* [Task objective]
Transcribe the listing below from its opening line up to and including the line that contains "Environment variables are"; reproduce nothing else.

* [Provided data]

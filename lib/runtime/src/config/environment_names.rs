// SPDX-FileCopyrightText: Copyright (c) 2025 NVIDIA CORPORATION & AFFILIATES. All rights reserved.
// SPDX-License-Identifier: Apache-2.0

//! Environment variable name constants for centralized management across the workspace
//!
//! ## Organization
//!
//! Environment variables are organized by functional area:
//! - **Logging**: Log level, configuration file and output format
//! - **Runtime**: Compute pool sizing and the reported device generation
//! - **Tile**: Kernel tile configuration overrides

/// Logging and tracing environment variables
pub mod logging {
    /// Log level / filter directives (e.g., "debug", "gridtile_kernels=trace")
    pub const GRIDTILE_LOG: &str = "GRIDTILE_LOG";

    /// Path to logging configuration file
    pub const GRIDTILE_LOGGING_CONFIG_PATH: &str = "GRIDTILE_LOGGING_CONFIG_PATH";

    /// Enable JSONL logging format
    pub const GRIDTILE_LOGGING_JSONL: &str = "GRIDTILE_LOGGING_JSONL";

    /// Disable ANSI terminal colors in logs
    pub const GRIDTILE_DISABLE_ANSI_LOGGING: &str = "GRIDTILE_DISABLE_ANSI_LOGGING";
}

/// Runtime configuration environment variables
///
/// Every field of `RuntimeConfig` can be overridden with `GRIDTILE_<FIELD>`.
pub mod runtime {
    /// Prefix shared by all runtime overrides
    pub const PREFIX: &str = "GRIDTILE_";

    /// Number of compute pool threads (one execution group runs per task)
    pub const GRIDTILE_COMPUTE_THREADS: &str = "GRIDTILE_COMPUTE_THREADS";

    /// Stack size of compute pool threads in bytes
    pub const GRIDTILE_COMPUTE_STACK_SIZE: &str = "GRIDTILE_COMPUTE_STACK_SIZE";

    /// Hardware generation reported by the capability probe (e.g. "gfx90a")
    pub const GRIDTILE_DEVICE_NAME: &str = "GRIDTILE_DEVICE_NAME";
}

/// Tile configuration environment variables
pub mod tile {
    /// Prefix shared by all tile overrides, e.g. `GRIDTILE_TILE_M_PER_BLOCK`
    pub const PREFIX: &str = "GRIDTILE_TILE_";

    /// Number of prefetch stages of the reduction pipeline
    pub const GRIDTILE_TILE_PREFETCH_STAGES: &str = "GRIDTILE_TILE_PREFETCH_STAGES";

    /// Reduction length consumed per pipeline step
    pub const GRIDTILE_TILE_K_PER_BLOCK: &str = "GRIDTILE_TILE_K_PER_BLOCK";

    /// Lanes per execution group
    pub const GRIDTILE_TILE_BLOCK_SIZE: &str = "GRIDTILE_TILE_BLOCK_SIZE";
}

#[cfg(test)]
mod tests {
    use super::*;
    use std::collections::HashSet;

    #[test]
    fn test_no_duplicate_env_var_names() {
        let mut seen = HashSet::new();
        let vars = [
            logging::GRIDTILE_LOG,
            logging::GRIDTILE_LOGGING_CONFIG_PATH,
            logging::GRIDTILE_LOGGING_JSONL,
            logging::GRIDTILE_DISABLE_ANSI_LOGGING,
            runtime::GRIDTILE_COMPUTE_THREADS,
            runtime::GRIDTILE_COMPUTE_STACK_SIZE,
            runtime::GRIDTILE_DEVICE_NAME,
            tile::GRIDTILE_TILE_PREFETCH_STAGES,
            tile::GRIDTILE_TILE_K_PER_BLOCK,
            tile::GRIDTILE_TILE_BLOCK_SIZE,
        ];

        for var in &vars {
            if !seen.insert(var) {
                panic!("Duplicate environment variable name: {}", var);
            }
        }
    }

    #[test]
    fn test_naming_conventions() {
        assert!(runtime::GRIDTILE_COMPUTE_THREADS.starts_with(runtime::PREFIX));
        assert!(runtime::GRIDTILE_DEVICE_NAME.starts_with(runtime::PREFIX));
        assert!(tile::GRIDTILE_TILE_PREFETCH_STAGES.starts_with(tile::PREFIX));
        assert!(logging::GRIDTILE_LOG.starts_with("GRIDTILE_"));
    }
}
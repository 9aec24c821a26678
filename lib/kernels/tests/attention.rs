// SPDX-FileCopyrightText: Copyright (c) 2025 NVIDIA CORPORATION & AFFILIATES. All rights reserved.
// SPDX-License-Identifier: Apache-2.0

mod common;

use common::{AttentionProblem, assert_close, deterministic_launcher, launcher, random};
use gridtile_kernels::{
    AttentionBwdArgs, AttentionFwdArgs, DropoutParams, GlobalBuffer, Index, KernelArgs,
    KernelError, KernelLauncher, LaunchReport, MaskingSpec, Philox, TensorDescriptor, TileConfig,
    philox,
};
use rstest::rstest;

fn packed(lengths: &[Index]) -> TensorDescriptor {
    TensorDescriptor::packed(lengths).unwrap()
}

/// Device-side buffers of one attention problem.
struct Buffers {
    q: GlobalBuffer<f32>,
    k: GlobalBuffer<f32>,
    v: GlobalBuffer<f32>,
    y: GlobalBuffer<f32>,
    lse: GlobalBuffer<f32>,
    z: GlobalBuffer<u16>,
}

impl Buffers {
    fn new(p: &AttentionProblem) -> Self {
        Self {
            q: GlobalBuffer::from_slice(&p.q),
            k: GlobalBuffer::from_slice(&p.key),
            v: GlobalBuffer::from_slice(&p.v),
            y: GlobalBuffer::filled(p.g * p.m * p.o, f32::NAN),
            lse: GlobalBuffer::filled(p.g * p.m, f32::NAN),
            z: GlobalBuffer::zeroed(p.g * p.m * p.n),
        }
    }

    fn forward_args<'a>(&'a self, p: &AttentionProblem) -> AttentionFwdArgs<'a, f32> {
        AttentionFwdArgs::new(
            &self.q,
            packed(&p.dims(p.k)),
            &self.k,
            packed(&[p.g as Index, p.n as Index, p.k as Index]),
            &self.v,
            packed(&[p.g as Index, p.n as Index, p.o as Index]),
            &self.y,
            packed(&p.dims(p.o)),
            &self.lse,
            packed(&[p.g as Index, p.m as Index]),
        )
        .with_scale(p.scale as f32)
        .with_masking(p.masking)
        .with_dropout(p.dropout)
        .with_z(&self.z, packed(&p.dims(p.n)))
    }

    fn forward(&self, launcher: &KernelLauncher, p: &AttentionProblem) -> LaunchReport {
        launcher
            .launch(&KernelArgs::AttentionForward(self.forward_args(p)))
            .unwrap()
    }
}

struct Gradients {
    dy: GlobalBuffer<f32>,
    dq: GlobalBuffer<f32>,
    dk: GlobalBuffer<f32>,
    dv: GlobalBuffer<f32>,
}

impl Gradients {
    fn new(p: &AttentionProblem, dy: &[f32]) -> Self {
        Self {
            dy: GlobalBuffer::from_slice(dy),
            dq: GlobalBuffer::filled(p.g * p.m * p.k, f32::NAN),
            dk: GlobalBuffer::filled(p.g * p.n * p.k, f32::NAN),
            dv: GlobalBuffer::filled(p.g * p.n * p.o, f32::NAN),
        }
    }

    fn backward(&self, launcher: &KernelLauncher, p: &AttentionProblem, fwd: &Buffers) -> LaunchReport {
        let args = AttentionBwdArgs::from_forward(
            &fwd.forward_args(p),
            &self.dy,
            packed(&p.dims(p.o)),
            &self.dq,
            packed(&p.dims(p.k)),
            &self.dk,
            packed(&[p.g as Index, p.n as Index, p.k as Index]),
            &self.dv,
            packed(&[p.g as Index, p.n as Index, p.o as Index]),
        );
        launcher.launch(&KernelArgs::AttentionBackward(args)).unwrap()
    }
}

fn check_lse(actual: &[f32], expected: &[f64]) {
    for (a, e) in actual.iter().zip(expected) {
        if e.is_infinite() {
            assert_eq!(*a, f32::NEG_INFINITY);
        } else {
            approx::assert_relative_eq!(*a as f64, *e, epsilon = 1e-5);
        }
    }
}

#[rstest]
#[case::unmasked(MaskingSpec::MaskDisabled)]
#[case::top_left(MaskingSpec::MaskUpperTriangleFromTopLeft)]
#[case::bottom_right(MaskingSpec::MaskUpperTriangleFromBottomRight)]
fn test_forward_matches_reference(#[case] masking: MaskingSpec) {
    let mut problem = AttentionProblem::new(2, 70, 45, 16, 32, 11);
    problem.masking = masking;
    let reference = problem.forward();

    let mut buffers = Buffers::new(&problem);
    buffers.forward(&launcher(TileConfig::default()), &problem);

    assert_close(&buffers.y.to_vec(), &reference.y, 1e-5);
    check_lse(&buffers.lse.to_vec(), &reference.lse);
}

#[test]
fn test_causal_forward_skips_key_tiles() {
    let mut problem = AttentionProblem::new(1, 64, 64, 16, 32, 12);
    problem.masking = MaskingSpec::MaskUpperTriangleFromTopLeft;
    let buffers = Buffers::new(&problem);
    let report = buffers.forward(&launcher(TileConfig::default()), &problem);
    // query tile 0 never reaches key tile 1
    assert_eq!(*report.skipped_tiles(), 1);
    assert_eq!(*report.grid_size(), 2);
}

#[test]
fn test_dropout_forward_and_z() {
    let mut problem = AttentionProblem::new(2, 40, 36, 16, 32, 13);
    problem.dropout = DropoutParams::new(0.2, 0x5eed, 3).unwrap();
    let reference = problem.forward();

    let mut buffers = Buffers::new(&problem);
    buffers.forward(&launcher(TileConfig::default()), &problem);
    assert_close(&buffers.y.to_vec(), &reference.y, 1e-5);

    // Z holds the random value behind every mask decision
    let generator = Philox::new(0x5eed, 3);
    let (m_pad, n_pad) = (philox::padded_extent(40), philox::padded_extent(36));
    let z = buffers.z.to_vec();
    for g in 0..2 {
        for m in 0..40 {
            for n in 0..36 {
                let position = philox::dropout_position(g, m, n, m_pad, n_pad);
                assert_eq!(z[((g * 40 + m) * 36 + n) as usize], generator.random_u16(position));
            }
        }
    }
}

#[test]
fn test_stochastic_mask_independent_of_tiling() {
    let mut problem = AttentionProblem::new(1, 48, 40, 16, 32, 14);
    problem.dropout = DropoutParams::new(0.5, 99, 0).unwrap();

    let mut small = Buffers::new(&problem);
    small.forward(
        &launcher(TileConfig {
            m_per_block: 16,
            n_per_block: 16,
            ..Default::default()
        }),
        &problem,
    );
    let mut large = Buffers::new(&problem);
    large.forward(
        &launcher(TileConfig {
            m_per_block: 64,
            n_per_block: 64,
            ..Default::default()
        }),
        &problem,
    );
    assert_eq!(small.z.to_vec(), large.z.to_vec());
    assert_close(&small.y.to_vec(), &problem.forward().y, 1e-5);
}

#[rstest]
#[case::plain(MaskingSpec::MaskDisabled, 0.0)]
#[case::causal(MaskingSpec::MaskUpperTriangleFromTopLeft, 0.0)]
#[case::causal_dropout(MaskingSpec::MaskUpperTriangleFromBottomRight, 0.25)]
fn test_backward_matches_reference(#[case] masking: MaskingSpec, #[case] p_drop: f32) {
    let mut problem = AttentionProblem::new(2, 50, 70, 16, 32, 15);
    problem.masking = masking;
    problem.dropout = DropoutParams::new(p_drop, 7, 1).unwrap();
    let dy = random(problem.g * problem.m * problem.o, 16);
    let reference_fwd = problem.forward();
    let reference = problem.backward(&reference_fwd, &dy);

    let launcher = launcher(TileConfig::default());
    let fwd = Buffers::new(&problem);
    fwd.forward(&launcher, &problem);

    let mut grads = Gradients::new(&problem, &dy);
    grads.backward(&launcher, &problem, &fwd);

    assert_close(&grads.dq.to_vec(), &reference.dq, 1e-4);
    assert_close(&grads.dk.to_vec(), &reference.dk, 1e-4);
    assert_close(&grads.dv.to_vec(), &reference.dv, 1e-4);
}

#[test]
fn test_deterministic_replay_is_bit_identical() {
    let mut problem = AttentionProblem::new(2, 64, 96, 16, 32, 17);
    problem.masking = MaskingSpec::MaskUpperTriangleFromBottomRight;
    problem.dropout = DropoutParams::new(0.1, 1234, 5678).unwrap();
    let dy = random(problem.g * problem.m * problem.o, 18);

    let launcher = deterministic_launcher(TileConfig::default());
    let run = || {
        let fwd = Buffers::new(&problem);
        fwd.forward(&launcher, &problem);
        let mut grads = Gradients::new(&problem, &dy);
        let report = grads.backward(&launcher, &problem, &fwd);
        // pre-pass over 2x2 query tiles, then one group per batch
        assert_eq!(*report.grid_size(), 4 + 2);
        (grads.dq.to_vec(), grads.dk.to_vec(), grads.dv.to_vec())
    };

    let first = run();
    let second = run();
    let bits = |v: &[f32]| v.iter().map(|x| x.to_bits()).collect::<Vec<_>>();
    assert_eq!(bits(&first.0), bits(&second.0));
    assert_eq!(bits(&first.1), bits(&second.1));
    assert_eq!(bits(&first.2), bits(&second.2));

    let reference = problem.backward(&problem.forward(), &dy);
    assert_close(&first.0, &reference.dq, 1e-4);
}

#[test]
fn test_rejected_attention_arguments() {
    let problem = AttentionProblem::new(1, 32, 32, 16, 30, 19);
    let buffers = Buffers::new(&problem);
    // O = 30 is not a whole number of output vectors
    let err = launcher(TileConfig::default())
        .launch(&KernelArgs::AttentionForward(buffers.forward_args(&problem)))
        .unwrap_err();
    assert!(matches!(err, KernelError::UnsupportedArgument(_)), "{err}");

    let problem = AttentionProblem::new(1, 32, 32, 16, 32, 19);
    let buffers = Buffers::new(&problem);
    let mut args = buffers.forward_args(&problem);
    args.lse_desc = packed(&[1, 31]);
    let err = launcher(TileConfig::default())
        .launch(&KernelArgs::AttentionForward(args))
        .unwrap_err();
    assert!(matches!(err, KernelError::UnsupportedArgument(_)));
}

* [Expected answer]
filename lib/runtime/src/config/environment_names.rs
// SPDX-FileCopyrightText: Copyright (c) 2025 NVIDIA CORPORATION & AFFILIATES. All rights reserved.
// SPDX-License-Identifier: Apache-2.0

//! Environment variable name constants for centralized management across the workspace
//!
//! ## Organization
//!
//! Environment variables are organized by functional area:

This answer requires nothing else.